● Your instructions
Repeat exactly, and only, the lines of the entries below from the one with "rook: if mv.is_castle()" through the one with "self.fullmove_number += 1;", both ends included.
=-=-=-=-=
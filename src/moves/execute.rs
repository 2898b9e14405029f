//! Turning a `Move` into a `MoveInstruction` and applying it.
//!
//! The instruction carries both the previous and the new castling rights,
//! en-passant target and halfmove clock, so `revert` restores the board
//! verbatim and the hash update can XOR both states in one pass.

use crate::board::castle_bits::*;
use crate::board::{Board, Color, Piece};
use crate::moves::types::{Move, MoveInstruction, MoveKind};
use crate::square::Square;

/// Rook relocation by the castling king's destination square.
#[inline(always)]
fn rook_castle_squares(king_to: u8) -> Option<(Square, Square)> {
    match king_to {
        62 => Some((Square::from_index(63), Square::from_index(61))), // White O-O
        58 => Some((Square::from_index(56), Square::from_index(59))), // White O-O-O
        6 => Some((Square::from_index(7), Square::from_index(5))),    // Black O-O
        2 => Some((Square::from_index(0), Square::from_index(3))),    // Black O-O-O
        _ => None,
    }
}

/// Builds the undo record for `mv` against the current board, without
/// touching the board.
pub fn build_instruction(board: &Board, mv: Move) -> MoveInstruction {
    let prev_castling = board.castling_rights;
    let prev_en_passant = board.en_passant;
    let prev_halfmove = board.halfmove_clock;

    if mv.null {
        // A null move only flips the side to move; the en-passant chance
        // lapses like it would after any reply.
        return MoveInstruction {
            mv,
            placed: mv.piece,
            prev_castling,
            new_castling: prev_castling,
            prev_en_passant,
            new_en_passant: None,
            prev_halfmove,
            new_halfmove: prev_halfmove,
            rook: None,
        };
    }

    let color = mv.color;

    let mut rights_to_clear = 0u8;
    if mv.piece == Piece::King {
        rights_to_clear |= castle_bit(color, SIDE_WEST) | castle_bit(color, SIDE_EAST);
    }
    if mv.piece == Piece::Rook {
        rights_to_clear |= rook_home_right(color, mv.from.index());
    }
    if let Some((Piece::Rook, capture_sq)) = mv.capture {
        rights_to_clear |= rook_home_right(color.opposite(), capture_sq.index());
    }

    let new_en_passant = if mv.kind == MoveKind::DoublePush {
        Some(mv.to)
    } else {
        None
    };

    let new_halfmove = if mv.piece == Piece::Pawn || mv.is_capture() {
        0
    } else {
        prev_halfmove + 1
    };

    MoveInstruction {
        mv,
        placed: mv.promotion().unwrap_or(mv.piece),
        prev_castling,
        new_castling: prev_castling & !rights_to_clear,
        prev_en_passant,
        new_en_passant,
        prev_halfmove,
        new_halfmove,
        rook: if mv.is_castle() {
            rook_castle_squares(mv.to.index())
        } else {
            None
        },
    }
}

impl Board {
    /// Executes an instruction. `revert` is its exact inverse.
    pub fn apply(&mut self, inst: &MoveInstruction) {
        let mv = inst.mv;
        if !mv.null {
            let color = mv.color;
            if let Some((taken, capture_sq)) = mv.capture {
                self.remove(capture_sq, color.opposite(), taken);
            } else if let Some((rook_from, rook_to)) = inst.rook {
                self.remove(rook_from, color, Piece::Rook);
                self.add(rook_to, color, Piece::Rook);
            }
            self.remove(mv.from, color, mv.piece);
            self.add(mv.to, color, inst.placed);
        }

        self.castling_rights = inst.new_castling;
        self.en_passant = inst.new_en_passant;
        self.halfmove_clock = inst.new_halfmove;
        if self.side_to_move == Color::Black {
            self.fullmove_number += 1;
        }
        self.side_to_move = self.side_to_move.opposite();
    }

    pub fn revert(&mut self, inst: &MoveInstruction) {
        let mv = inst.mv;
        if !mv.null {
            let color = mv.color;
            self.remove(mv.to, color, inst.placed);
            self.add(mv.from, color, mv.piece);
            if let Some((taken, capture_sq)) = mv.capture {
                self.add(capture_sq, color.opposite(), taken);
            } else if let Some((rook_from, rook_to)) = inst.rook {
                self.remove(rook_to, color, Piece::Rook);
                self.add(rook_from, color, Piece::Rook);
            }
        }

        self.castling_rights = inst.prev_castling;
        self.en_passant = inst.prev_en_passant;
        self.halfmove_clock = inst.prev_halfmove;
        if self.side_to_move == Color::White {
            self.fullmove_number -= 1;
        }
        self.side_to_move = self.side_to_move.opposite();
    }
}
=-=-=-=-=
● Solution for this exercise
        rook: if mv.is_castle() {
            rook_castle_squares(mv.to.index())
        } else {
            None
        },
    }
}

impl Board {
    /// Executes an instruction. `revert` is its exact inverse.
    pub fn apply(&mut self, inst: &MoveInstruction) {
        let mv = inst.mv;
        if !mv.null {
            let color = mv.color;
            if let Some((taken, capture_sq)) = mv.capture {
                self.remove(capture_sq, color.opposite(), taken);
            } else if let Some((rook_from, rook_to)) = inst.rook {
                self.remove(rook_from, color, Piece::Rook);
                self.add(rook_to, color, Piece::Rook);
            }
            self.remove(mv.from, color, mv.piece);
            self.add(mv.to, color, inst.placed);
        }

        self.castling_rights = inst.new_castling;
        self.en_passant = inst.new_en_passant;
        self.halfmove_clock = inst.new_halfmove;
        if self.side_to_move == Color::Black {
            self.fullmove_number += 1;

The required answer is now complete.